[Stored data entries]
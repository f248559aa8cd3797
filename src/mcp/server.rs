//! Per-session MCP protocol server.
//!
//! Dispatches JSON-RPC requests arriving on one session to the lifecycle
//! handlers and the shared tool registry.

use std::sync::atomic::{AtomicBool, Ordering};
use std::sync::Arc;

use serde_json::Value;
use tracing::debug;

use super::context::ToolContext;
use super::protocol::{
    methods, negotiate_protocol_version, InitializeParams, InitializeResult, McpError,
    McpRequest, McpResponse, PingResult, ServerCapabilities, ServerInfo, ToolsCallParams,
    ToolsCapability, ToolsListResult,
};
use super::registry::McpRegistry;
use crate::websets::WebsetsApi;

pub const SERVER_NAME: &str = "websets-server";

const INSTRUCTIONS: &str = "Tools for the Exa Websets API. A webset is a collection of web \
entities (companies, people, articles, research papers) found by searches and verified \
against criteria. Typical flow: create_webset with a searchQuery, poll get_webset until its \
status is idle, then list_webset_items. Add columns with create_enrichment and keep a webset \
fresh with create_monitor.";

pub struct McpServer {
    session_id: String,
    registry: Arc<McpRegistry>,
    api: Arc<dyn WebsetsApi>,
    initialized: AtomicBool,
}

impl McpServer {
    pub fn new(
        session_id: impl Into<String>,
        registry: Arc<McpRegistry>,
        api: Arc<dyn WebsetsApi>,
    ) -> Self {
        Self {
            session_id: session_id.into(),
            registry,
            api,
            initialized: AtomicBool::new(false),
        }
    }

    pub fn session_id(&self) -> &str {
        &self.session_id
    }

    pub fn is_initialized(&self) -> bool {
        self.initialized.load(Ordering::SeqCst)
    }

    /// Handle one request. Notifications produce no response.
    pub async fn handle_request(&self, request: McpRequest) -> Option<McpResponse> {
        let Some(request_id) = request.id.clone() else {
            debug!("Notification {} on session {}", request.method, self.session_id);
            return None;
        };

        let result = match request.method.as_str() {
            methods::INITIALIZE => self.handle_initialize(request.params),
            methods::PING => to_value(PingResult {}),
            methods::TOOLS_LIST => self
                .require_initialized()
                .and_then(|_| self.handle_tools_list()),
            methods::TOOLS_CALL => match self.require_initialized() {
                Ok(()) => self.handle_tools_call(request.params).await,
                Err(e) => Err(e),
            },
            other => Err(McpError::MethodNotFound(other.to_string())),
        };

        Some(match result {
            Ok(value) => McpResponse::success(request_id, value),
            Err(error) => McpResponse::error(Some(request_id), error),
        })
    }

    fn require_initialized(&self) -> Result<(), McpError> {
        if self.is_initialized() {
            Ok(())
        } else {
            Err(McpError::InvalidRequest("Not initialized".to_string()))
        }
    }

    fn handle_initialize(&self, params: Option<Value>) -> Result<Value, McpError> {
        let params: InitializeParams = params
            .map(serde_json::from_value)
            .transpose()
            .map_err(|e| McpError::InvalidParams(e.to_string()))?
            .unwrap_or_default();

        if let Some(client) = &params.client_info {
            debug!(
                "Session {} initialized by {} {}",
                self.session_id,
                client.name,
                client.version.as_deref().unwrap_or("")
            );
        }

        self.initialized.store(true, Ordering::SeqCst);

        to_value(InitializeResult {
            protocol_version: negotiate_protocol_version(params.protocol_version.as_deref())
                .to_string(),
            capabilities: ServerCapabilities {
                tools: ToolsCapability { list_changed: None },
            },
            server_info: ServerInfo {
                name: SERVER_NAME.to_string(),
                version: env!("CARGO_PKG_VERSION").to_string(),
            },
            instructions: Some(INSTRUCTIONS.to_string()),
        })
    }

    fn handle_tools_list(&self) -> Result<Value, McpError> {
        to_value(ToolsListResult {
            tools: self.registry.tool_definitions(),
        })
    }

    async fn handle_tools_call(&self, params: Option<Value>) -> Result<Value, McpError> {
        let params: ToolsCallParams = params
            .map(serde_json::from_value)
            .transpose()
            .map_err(|e| McpError::InvalidParams(e.to_string()))?
            .ok_or_else(|| McpError::InvalidParams("Missing params".to_string()))?;

        let tool = self
            .registry
            .get_tool(&params.name)
            .ok_or_else(|| McpError::InvalidParams(format!("Unknown tool: {}", params.name)))?;

        let ctx = ToolContext::new(self.api.clone(), self.session_id.as_str(), &tool.name);
        let arguments = params
            .arguments
            .unwrap_or_else(|| Value::Object(Default::default()));

        let result = (tool.handler)(ctx, arguments).await?;
        to_value(result)
    }
}

fn to_value<T: serde::Serialize>(value: T) -> Result<Value, McpError> {
    serde_json::to_value(value).map_err(|e| McpError::InternalError(e.to_string()))
}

> [YOUR ASSIGNMENT]
Copy out each line of the data above, exactly, if it lies between the line holding "use serde_json::Value;" and the line holding "against criteria. Typical", inclusive; copy no other line.

> [ANSWER FOR THE TASK]
use serde_json::Value;
use tracing::debug;

use super::context::ToolContext;
use super::protocol::{
    methods, negotiate_protocol_version, InitializeParams, InitializeResult, McpError,
    McpRequest, McpResponse, PingResult, ServerCapabilities, ServerInfo, ToolsCallParams,
    ToolsCapability, ToolsListResult,
};
use super::registry::McpRegistry;
use crate::websets::WebsetsApi;

pub const SERVER_NAME: &str = "websets-server";

const INSTRUCTIONS: &str = "Tools for the Exa Websets API. A webset is a collection of web \
entities (companies, people, articles, research papers) found by searches and verified \
against criteria. Typical flow: create_webset with a searchQuery, poll get_webset until its \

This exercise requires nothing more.